Flawless plotting and impeccable characterization describe A Heart Full of Headstones by Ian Rankin, the new Inspector Rebus novel.
Scottish author Ian Rankin has many series and standalone books under his belt and I’ve intended to read his books for years. However, for reasons unknown, A Heart Full of Headstones, featuring his most famous character, John Rebus, is the first of Rankin’s titles to appear on my to be read pile. I prefer to read books in a series in order. But I kept hearing about this one, probably because it’s the first Rebus novel since 2020 and highly anticipated. So when I saw advanced review copies were available, I immediately requested the book. Happily, the publisher approved the request. About a dozen pages in, I fully realized what I’ve been missing by not reading Ian Rankin until now. He is indeed an astonishingly good writer. Sadly, I can’t say how this Rebus novel stacks up against the past ones. All I can say is this one is so good that I intend to find out. And this time, sooner rather than later.

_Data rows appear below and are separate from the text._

//! Typed IDs for type-safe entity references.
//!
//! Using typed IDs prevents accidentally passing a `MachineId` where a `ProductId` is expected.
//! IDs are ordered so they can key the deterministic maps used by report builders.

use serde::{Deserialize, Serialize};
use uuid::Uuid;

/// Macro to generate typed ID wrappers.
macro_rules! typed_id {
    ($name:ident, $doc:expr) => {
        #[doc = $doc]
        #[derive(Debug, Clone, Copy, PartialEq, Eq, PartialOrd, Ord, Hash, Serialize, Deserialize)]
        #[serde(transparent)]
        pub struct $name(pub Uuid);

        impl $name {
            /// Creates a new random ID using UUID v7 (time-ordered).
            #[must_use]
            pub fn new() -> Self {
                Self(Uuid::now_v7())
            }

            /// Creates an ID from an existing UUID.
            #[must_use]
            pub const fn from_uuid(uuid: Uuid) -> Self {
                Self(uuid)
            }

            /// Returns the inner UUID.
            #[must_use]
            pub const fn into_inner(self) -> Uuid {
                self.0
            }
        }

        impl Default for $name {
            fn default() -> Self {
                Self::new()
            }
        }

        impl std::fmt::Display for $name {
            fn fmt(&self, f: &mut std::fmt::Formatter<'_>) -> std::fmt::Result {
                write!(f, "{}", self.0)
            }
        }

        impl std::str::FromStr for $name {
            type Err = uuid::Error;

            fn from_str(s: &str) -> Result<Self, Self::Err> {
                Ok(Self(Uuid::parse_str(s)?))
            }
        }
    };
}

typed_id!(OrganizationId, "Unique identifier for an organization.");
typed_id!(TransactionId, "Unique identifier for a sales transaction.");
typed_id!(MachineId, "Unique identifier for a vending machine.");
typed_id!(ProductId, "Unique identifier for a product.");
typed_id!(LocationId, "Unique identifier for a machine location.");
typed_id!(ReportId, "Unique identifier for a generated report document.");

#[cfg(test)]
#[path = "id_tests.rs"]
mod tests;
//! Explicit ordering for ranked breakdown rows.

use rust_decimal::Decimal;

/// Sorts rows by amount descending, then label ascending, then key ascending.
///
/// Ties are fully broken, so the order never depends on input order.
pub fn rank_by_amount<T, F>(rows: &mut [T], sort_key: F)
where
    F: Fn(&T) -> (Decimal, &str, &str),
{
    rows.sort_by(|a, b| {
        let (amount_a, label_a, key_a) = sort_key(a);
        let (amount_b, label_b, key_b) = sort_key(b);
        amount_b
            .cmp(&amount_a)
            .then_with(|| label_a.cmp(label_b))
            .then_with(|| key_a.cmp(key_b))
    });
}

John Rebus stands accused: on trial for a crime that could put him behind bars for the rest of his life.
But what drove a good man to cross the line?
Detective Inspector Siobhan Clarke may well find out. Clarke is tasked with the city’s most explosive case in years, an infamous cop, at the center of decades of misconduct, has gone missing. Finding him will expose not only her superiors, but her mentor John Rebus. And Rebus himself may not have her own interests at heart, as the repayment of a past debt places him in the crosshairs of both crime lords and his police brethren.
One way or another, a reckoning is coming – and John Rebus may be hearing the call for last orders…
Rankin opens with a prologue that shouldn’t have been surprising given the blurb. Had I paid more attention to the summary, I might have realized what was going to happen. Or at least maybe happen. Instead, it shocked me a bit that the book began with Rebus in the dock in a courtroom on trial and facing prison. It shocked me a little initially since I knew he was a retired police detective. But, of course, the opening grabbed my attention and made me want to know more. Rankin then takes us back in time in the first chapter to the beginning of the story that plays out during the rest of the novel. From there, I couldn’t put the book down.
There are several related story lines, which make the plot complex, but the author expertly weaves them together in due time and it all makes sense. Rankin provides all the back-stories and histories we’ll need to understand the plot, jogging the memories of dedicated Rebus fans while adroitly bringing new readers like me up to speed. Even without ever reading another Rebus novel, I never felt lost. He also includes a spot-on rendering of the pandemic experience for both the individual characters and the country. The effects of the pandemic echo through the story, but always in subtle ways. This contributes to helping us feel the story is real life with all its randomness and difficulties.
I found John Rebus an intensely interesting character. By this time, he is a long since retired Edinburgh police detective inspector, but still prowls the grittiest sides of the city as a private detective. And now his past is coming back to haunt him. He is an utterly believable mixture of foibles and messy contours, a flawed, cynical former policeman, often gruff but with a wry sense of humor. He has a strong platonic friendship with his former colleague and protégé, Detective Inspector Siobhan Clarke, another intriguing principal character in the book and series. And she is the driving force in the narrative as she leads the investigation into a case that eventually overlaps with a private inquiry Rebus takes on, which makes him a target of both some hardened criminals and his former police colleagues.
A Heart Full of Headstones is a dark, gritty, and engrossing tale that fans of crime thrillers will enjoy. I enjoyed it so much I’ve already purchased the first book in the John Rebus series so that I can start at the beginning with the Rebus character.
I received a copy of the book from the publisher via NetGalley used for this review, which represents my own honest opinions.